Uma das características distintivas que Popper e Dahrendorf atribuíam à cultura política inglesa era o seu cepticismo relativamente às “políticas de perfeição” (uma expressão consagrada por Anthony Quinton e Michael Oakeshott). Todos eles viam com reserva a fé racionalista na capacidade da acção política para atingir modelos de perfeição — uma fé racionalista que contraria a mensagem revelada (e, portanto, não inteiramente racionalista) judaica e cristã acerca da falibilidade e imperfeição humanas.

Para atenuar ou civilizar os efeitos destrutivos (ainda que não intencionais) dessa fé racionalista — que eles também sabiam não ser possível, nem talvez desejável, tentar abolir — Popper e Dahrendorf recomendavam uma política de gradualismo (que Quinton e Oakeshott chamaram política de cepticismo, ou de imperfeição): ensaio e erro, ajustamento gradual, abertura à variedade de tradições e de paixões, concorrência pacífica e experimentalista entre soluções diferentes, por vezes rivais.

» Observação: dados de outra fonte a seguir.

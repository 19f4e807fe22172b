//! Catalog operations with fixture fallback.

use rand::Rng;
use rand::distr::Alphanumeric;
use tracing::{instrument, warn};
use uuid::Uuid;
use zoco_core::{NewProduct, Product, ProductFilter, ProductId};

use super::Api;
use super::uploads::LocalUpload;
use crate::fixtures;

/// Backend table holding the catalog.
pub const PRODUCTS_TABLE: &str = "products";

/// Length of locally generated product ids.
const LOCAL_ID_LEN: usize = 9;

/// Catalog operations, obtained from [`Api::products`].
#[derive(Debug, Clone, Copy)]
pub struct Products<'a> {
    api: &'a Api,
}

impl<'a> Products<'a> {
    pub(super) const fn new(api: &'a Api) -> Self {
        Self { api }
    }

    /// The whole catalog.
    ///
    /// Falls back to the fixture catalog, verbatim, when the backend fails
    /// or has no products.
    #[instrument(skip(self))]
    pub async fn list(&self) -> Vec<Product> {
        match self.api.supabase().select_all::<Product>(PRODUCTS_TABLE).await {
            Ok(products) if !products.is_empty() => products,
            Ok(_) => {
                warn!("Backend returned no products (using fixture catalog)");
                fixtures::products()
            }
            Err(e) => {
                warn!(error = %e, "Product fetch failed (using fixture catalog)");
                fixtures::products()
            }
        }
    }

    /// A single product by slug.
    ///
    /// Falls back to the fixture catalog; `None` only if neither tier knows
    /// the slug.
    #[instrument(skip(self))]
    pub async fn get(&self, slug: &str) -> Option<Product> {
        match self
            .api
            .supabase()
            .select_single_eq::<Product>(PRODUCTS_TABLE, "slug", slug)
            .await
        {
            Ok(product) => Some(product),
            Err(e) => {
                warn!(error = %e, slug, "Product lookup failed (using fixture catalog)");
                fixtures::product_by_slug(slug)
            }
        }
    }

    /// Featured products, at most `limit`, in catalog order.
    pub async fn featured(&self, limit: usize) -> Vec<Product> {
        self.list()
            .await
            .into_iter()
            .filter(|p| p.featured)
            .take(limit)
            .collect()
    }

    /// Catalog filtered for the shop page.
    pub async fn filter(&self, filter: &ProductFilter) -> Vec<Product> {
        filter.apply(self.list().await)
    }

    /// Create a product.
    ///
    /// If the backend rejects or cannot be reached, the input is echoed back
    /// with a locally generated id. That product exists only in the caller's
    /// hands; it is not added to the fixture catalog.
    #[instrument(skip(self, product), fields(slug = %product.slug))]
    pub async fn create(&self, product: NewProduct) -> Product {
        match self
            .api
            .supabase()
            .insert_one::<NewProduct, Product>(PRODUCTS_TABLE, &product)
            .await
        {
            Ok(created) => created,
            Err(e) => {
                let id = local_product_id();
                warn!(error = %e, %id, "Create product failed (simulating success)");
                product.with_id(id)
            }
        }
    }

    /// Upload a product or content image and return its URL.
    ///
    /// Uploads to the configured storage bucket under a randomized object
    /// name. On failure the image is kept in memory and a local `/uploads/…`
    /// reference is returned instead.
    #[instrument(skip(self, bytes), fields(size = bytes.len()))]
    pub async fn upload_image(&self, file_name: &str, bytes: Vec<u8>, content_type: &str) -> String {
        let object = format!("{}-{}", Uuid::new_v4().simple(), sanitize_file_name(file_name));
        let supabase = self.api.supabase();
        let bucket = self.api.storage_bucket();

        let uploaded = match supabase
            .upload(bucket, &object, bytes.clone(), content_type)
            .await
        {
            Ok(()) => supabase.public_url(bucket, &object),
            Err(e) => Err(e),
        };

        match uploaded {
            Ok(url) => url,
            Err(e) => {
                warn!(error = %e, file_name, "Image upload failed (using local preview)");
                self.api
                    .uploads()
                    .insert(LocalUpload {
                        file_name: file_name.to_string(),
                        content_type: content_type.to_string(),
                        bytes,
                    })
                    .await
            }
        }
    }
}

/// Random lowercase alphanumeric id for products created while offline.
fn local_product_id() -> ProductId {
    let id: String = rand::rng()
        .sample_iter(&Alphanumeric)
        .take(LOCAL_ID_LEN)
        .map(|b| char::from(b).to_ascii_lowercase())
        .collect();
    ProductId::new(id)
}

/// Keep object names URL- and filesystem-friendly.
fn sanitize_file_name(name: &str) -> String {
    let base = name.rsplit(['/', '\\']).next().unwrap_or(name);
    let cleaned: String = base
        .chars()
        .map(|c| {
            if c.is_ascii_alphanumeric() || matches!(c, '.' | '-' | '_') {
                c
            } else {
                '-'
            }
        })
        .collect();
    if cleaned.trim_matches(['-', '.']).is_empty() {
        "upload".to_string()
    } else {
        cleaned
    }
}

Talvez pudéssemos — europeus continentais e britânicos — aprender alguma coisa com esta disposição gradualista da tradição europeia e ocidental da liberdade ordeira, para a qual a tradição britânica terá dado um contributo significativo. Agora que o Reino Unido optou pela saída da União Europeia, devemos respeitar essa decisão. Ela não deve ser entendida como uma saída da Europa, como aliás sublinhou a primeira-ministra britânica. Nem o Reino Unido deve hostilizar ou procurar dividir a União Europeia, nem a União Europeia deve hostilizar ou procurar dividir o Reino Unido. Como argumentou aqui Rui Ramos, podemos e devemos continuar unidos, na variedade, com espírito de compromisso e de moderação.